London, England, United Kingdom
Victoria and Albert Museum
Between hegira 872–901 / AD 1468–96
Height 15.4 cm, diameter 40.6 cm
A deep-sided brass bowl engraved and inlaid with silver; the bottom has been hammered (repoussé) into a radiating palmette design. The major element of the bowl's decoration are the large cartouches which carry majestic calligraphic inscriptions reading, 'Glory to our lord, the Sultan, the just ruler, the holy warrior, the guardian of the frontiers, the aided [by God], the victorious, sultan of Islam and the Muslims, al-Malik al-Ashraf Abu'l-Nasr Qaytbay'. Smaller roundels between these cartouches also praise Qaytbay and add the phrase 'may his victory be glorious', implying that he is still alive. It seems likely that this exquisite bowl was made as a basin for hand-washing for the personal use of Sultan Qaytbay. The style and quality of the decoration are characteristic of the revival of the arts under the relatively peaceful and prosperous reign of Qaytbay.View Short Description
A deep-sided brass bowl, hammered and engraved with decoration including the name and titles of Sultan Qaytbay. Since the inscriptions imply that he is still alive, the bowl may well have been made for his personal use as a hand-washing basin.
The inscription names Sultan Qaytbay and implies that he is still ruling ('may his victory be glorious'). Thus the bowl is dated to his reign between 872–901 / 1468–96.
Purchased by the Museum in 1856.
Cairo was the Mamluk capital and thus the likeliest place that an object of such quality would have been made.

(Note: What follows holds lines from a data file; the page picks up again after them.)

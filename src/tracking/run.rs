//! One full tracking pass over an observation sequence
//!
//! Each time step moves through `Predicted → Gated → {Updated | PredictOnly}`:
//! 1. Predict from the previous posterior
//! 2. Gate the observation on its squared Mahalanobis distance
//! 3. Accepted observations update the belief; rejected ones leave the
//!    prediction in place unchanged
//! 4. Record the estimate and its Euclidean error against truth
//!
//! A singular innovation covariance (at gating or update) degrades the step to
//! predict-only and is counted in [`RunDiagnostics`]. Invariant violations end
//! the run with an error.

use serde::{Deserialize, Serialize};

use crate::common::constants::{
    DEFAULT_COVARIANCE_TOLERANCE, DEFAULT_GATE_THRESHOLD, DEFAULT_INITIAL_COVARIANCE_SCALE,
    DEFAULT_MAX_CONDITION_NUMBER,
};
use crate::common::linalg::{
    check_covariance, invert_symmetric_4x4, ObservationVector, StateCovariance, StateVector,
};
use crate::common::metrics::{
    axis_errors, consistency, summarize, AxisErrors, ConsistencySummary, ErrorSummary,
};
use crate::filter::errors::{Result, TrackingError};
use crate::filter::gating::GatingValidator;
use crate::filter::kalman::{GaussianState, KalmanFilter};
use crate::filter::model::MotionModel;
use crate::reporter::{NoOpReporter, StepReporter};
use crate::tracking::input::TrackingInput;

/// How a time step ended
#[derive(Debug, Clone, Copy, PartialEq, Eq, Hash, Serialize)]
pub enum StepOutcome {
    /// Observation accepted by the gate and fused
    Updated,
    /// Observation rejected by the gate; posterior is the prediction
    Rejected,
    /// Innovation covariance was singular; posterior is the prediction
    SingularFallback,
}

impl StepOutcome {
    /// True when the posterior is the pure prediction
    #[inline]
    pub fn is_predict_only(&self) -> bool {
        !matches!(self, StepOutcome::Updated)
    }
}

/// Per-run counters
#[derive(Debug, Clone, Copy, PartialEq, Eq, Default, Serialize)]
pub struct RunDiagnostics {
    /// Steps whose observation was fused
    pub accepted: usize,
    /// Steps whose observation failed the gate
    pub rejected: usize,
    /// Steps degraded to predict-only because `S` could not be inverted
    pub singular_fallbacks: usize,
}

impl RunDiagnostics {
    fn record(&mut self, outcome: StepOutcome) {
        match outcome {
            StepOutcome::Updated => self.accepted += 1,
            StepOutcome::Rejected => self.rejected += 1,
            StepOutcome::SingularFallback => self.singular_fallbacks += 1,
        }
    }

    #[inline]
    pub fn total(&self) -> usize {
        self.accepted + self.rejected + self.singular_fallbacks
    }
}

/// Numerical and gating settings of a run
#[derive(Debug, Clone, Copy, PartialEq, Serialize, Deserialize)]
pub struct RunConfig {
    /// Upper bound on the squared Mahalanobis distance of accepted observations
    pub gate_threshold: f64,
    /// `P0 = initial_covariance_scale · I₄`
    pub initial_covariance_scale: f64,
    /// Condition number above which `S` counts as singular
    pub max_condition_number: f64,
    /// Relative tolerance for covariance invariant checks
    pub covariance_tolerance: f64,
}

impl Default for RunConfig {
    fn default() -> Self {
        Self {
            gate_threshold: DEFAULT_GATE_THRESHOLD,
            initial_covariance_scale: DEFAULT_INITIAL_COVARIANCE_SCALE,
            max_condition_number: DEFAULT_MAX_CONDITION_NUMBER,
            covariance_tolerance: DEFAULT_COVARIANCE_TOLERANCE,
        }
    }
}

impl RunConfig {
    /// Default numerics with the given gate threshold
    pub fn with_gate_threshold(gate_threshold: f64) -> Self {
        Self {
            gate_threshold,
            ..Self::default()
        }
    }

    /// # Errors
    /// [`TrackingError::Validation`] for a non-positive threshold, covariance
    /// scale, condition limit or tolerance.
    pub fn validate(&self) -> Result<()> {
        let fields = [
            ("gate_threshold", self.gate_threshold),
            ("initial_covariance_scale", self.initial_covariance_scale),
            ("max_condition_number", self.max_condition_number),
            ("covariance_tolerance", self.covariance_tolerance),
        ];

        for (name, value) in fields {
            if value.is_nan() || value <= 0.0 {
                return Err(TrackingError::validation(format!(
                    "{name} must be positive, got {value}"
                )));
            }
        }
        Ok(())
    }
}

/// Output of one run; immutable once produced
#[derive(Debug, Clone, PartialEq, Serialize)]
pub struct RunResult {
    /// Model the run used
    pub model: MotionModel,
    /// Posterior state per step
    pub states: Vec<StateVector>,
    /// Posterior covariance per step
    pub covariances: Vec<StateCovariance>,
    /// Estimated position per step
    pub estimates: Vec<ObservationVector>,
    /// Euclidean position error per step
    pub errors: Vec<f64>,
    /// How each step ended
    pub outcomes: Vec<StepOutcome>,
    /// Squared Mahalanobis distance per step (the NIS); `None` when `S` was singular
    pub gate_distances: Vec<Option<f64>>,
    /// Posterior NEES against the truth reference state; `None` if `P` is not invertible
    pub nees: Vec<Option<f64>>,
    /// Position error summary
    pub summary: ErrorSummary,
    /// Signed per-axis error
    pub axis_errors: AxisErrors,
    /// Average NIS/NEES
    pub consistency: ConsistencySummary,
    /// Step outcome counters
    pub diagnostics: RunDiagnostics,
}

impl RunResult {
    #[inline]
    pub fn len(&self) -> usize {
        self.states.len()
    }

    #[inline]
    pub fn is_empty(&self) -> bool {
        self.states.is_empty()
    }

    /// Mean position error, the quantity the grid search minimises
    #[inline]
    pub fn mean_error(&self) -> f64 {
        self.summary.mean
    }
}

/// Driver for one pass of predict → gate → update over a sequence
#[derive(Debug, Clone)]
pub struct TrackingRun {
    model: MotionModel,
    config: RunConfig,
    filter: KalmanFilter,
    gate: GatingValidator,
}

impl TrackingRun {
    /// # Errors
    /// [`TrackingError::Validation`] if `config` is invalid.
    pub fn new(model: MotionModel, config: RunConfig) -> Result<Self> {
        config.validate()?;
        Ok(Self {
            model,
            config,
            filter: KalmanFilter::new(config.max_condition_number, config.covariance_tolerance),
            gate: GatingValidator::new(config.max_condition_number),
        })
    }

    #[inline]
    pub fn model(&self) -> &MotionModel {
        &self.model
    }

    #[inline]
    pub fn config(&self) -> &RunConfig {
        &self.config
    }

    /// Run over the whole sequence
    pub fn run(&self, input: &TrackingInput) -> Result<RunResult> {
        self.run_with_reporter(input, &mut NoOpReporter)
    }

    /// Run over the whole sequence, reporting each stage to `reporter`
    ///
    /// # Errors
    /// [`TrackingError::InternalInvariant`] if a covariance or gate distance
    /// breaks its invariant. Singular innovation covariances do not error.
    pub fn run_with_reporter<R: StepReporter>(
        &self,
        input: &TrackingInput,
        reporter: &mut R,
    ) -> Result<RunResult> {
        let n = input.len();
        let tolerance = self.config.covariance_tolerance;

        let mut belief = GaussianState::from_first_observation(
            &input.first().measured,
            self.config.initial_covariance_scale,
        );

        let mut states = Vec::with_capacity(n);
        let mut covariances = Vec::with_capacity(n);
        let mut estimates = Vec::with_capacity(n);
        let mut errors = Vec::with_capacity(n);
        let mut outcomes = Vec::with_capacity(n);
        let mut gate_distances = Vec::with_capacity(n);
        let mut nees = Vec::with_capacity(n);
        let mut diagnostics = RunDiagnostics::default();

        for (t, observation) in input.iter().enumerate() {
            let predicted = self.filter.predict(&belief, &self.model);
            check_covariance(&predicted.covariance, tolerance, "predicted covariance")
                .map_err(|e| at_step(e, t))?;
            reporter.on_predict(t, &predicted);

            let innovation = self.filter.innovation(&predicted, &observation.measured, &self.model);

            let (posterior, outcome, distance) =
                match self.gate.validate(&innovation, self.config.gate_threshold) {
                    Ok(decision) => {
                        reporter.on_gate(t, &decision);
                        let distance = Some(decision.distance());

                        if !decision.is_accepted() {
                            log::trace!("step {t}: rejected (d² = {:.3})", decision.distance());
                            (predicted, StepOutcome::Rejected, distance)
                        } else {
                            match self.filter.update(&predicted, &observation.measured, &self.model) {
                                Ok(out) => {
                                    reporter.on_update(t, &out.posterior);
                                    (out.posterior, StepOutcome::Updated, distance)
                                }
                                Err(e) if e.is_recoverable() => {
                                    log::debug!("step {t}: update fell back to prediction: {e}");
                                    (predicted, StepOutcome::SingularFallback, distance)
                                }
                                Err(e) => return Err(at_step(e, t)),
                            }
                        }
                    }
                    Err(e) if e.is_recoverable() => {
                        log::debug!("step {t}: gate fell back to prediction: {e}");
                        (predicted, StepOutcome::SingularFallback, None)
                    }
                    Err(e) => return Err(at_step(e, t)),
                };

            if outcome.is_predict_only() {
                reporter.on_predict_only(t, outcome);
            }
            diagnostics.record(outcome);

            let estimate = posterior.position();
            let error = (estimate - observation.truth).norm();

            let reference = input.reference_state(t, self.model.dt);
            let step_nees = invert_symmetric_4x4(&posterior.covariance).ok().map(|p_inv| {
                let e = posterior.mean - reference;
                e.dot(&(p_inv * e))
            });

            reporter.on_step_complete(t, outcome, &posterior, error);

            states.push(posterior.mean);
            covariances.push(posterior.covariance);
            estimates.push(estimate);
            errors.push(error);
            outcomes.push(outcome);
            gate_distances.push(distance);
            nees.push(step_nees);

            belief = posterior;
        }

        let truths = input.truth_positions();
        let summary = summarize(&errors);

        log::debug!(
            "run complete: {} steps, mean error {:.4}, accepted {}, rejected {}, singular {}",
            n,
            summary.mean,
            diagnostics.accepted,
            diagnostics.rejected,
            diagnostics.singular_fallbacks
        );

        Ok(RunResult {
            model: self.model.clone(),
            axis_errors: axis_errors(&estimates, &truths),
            consistency: consistency(&gate_distances, &nees),
            states,
            covariances,
            estimates,
            errors,
            outcomes,
            gate_distances,
            nees,
            summary,
            diagnostics,
        })
    }
}

/// Prefix invariant errors with the step they happened at
fn at_step(error: TrackingError, t: usize) -> TrackingError {
    match error {
        TrackingError::InternalInvariant { description } => TrackingError::InternalInvariant {
            description: format!("step {t}: {description}"),
        },
        other => other,
    }
}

Stanley, T., with Rosser-Owen, M. and Vernoit, S., Palace and Mosque: Islamic Art from the Middle East, London, 2004, p.56, p.98, p.134 and plate 112.
Barry Wood "Bowl" in Discover Islamic Art, Museum With No Frontiers, 2019. http://islamicart.museumwnf.org/database_item.php?id=object;ISL;uk;Mus02;13;en
Prepared by: Barry WoodBarry Wood
Barry Wood is Curator (Islamic Gallery Project) in the Asian Department of the Victoria and Albert Museum in London. He studied history of art at Johns Hopkins University and history of Islamic art and architecture at Harvard University, from where he obtained his Ph.D. in 2002. He has taught at Harvard, Eastern Mediterranean University, the School of Oriental and African Studies, and the Courtauld Institute of Art. He has also worked at the Harvard University Art Museums and the Walters Art Museum in Baltimore. He has published on topics ranging from Persian manuscripts to the history of exhibitions.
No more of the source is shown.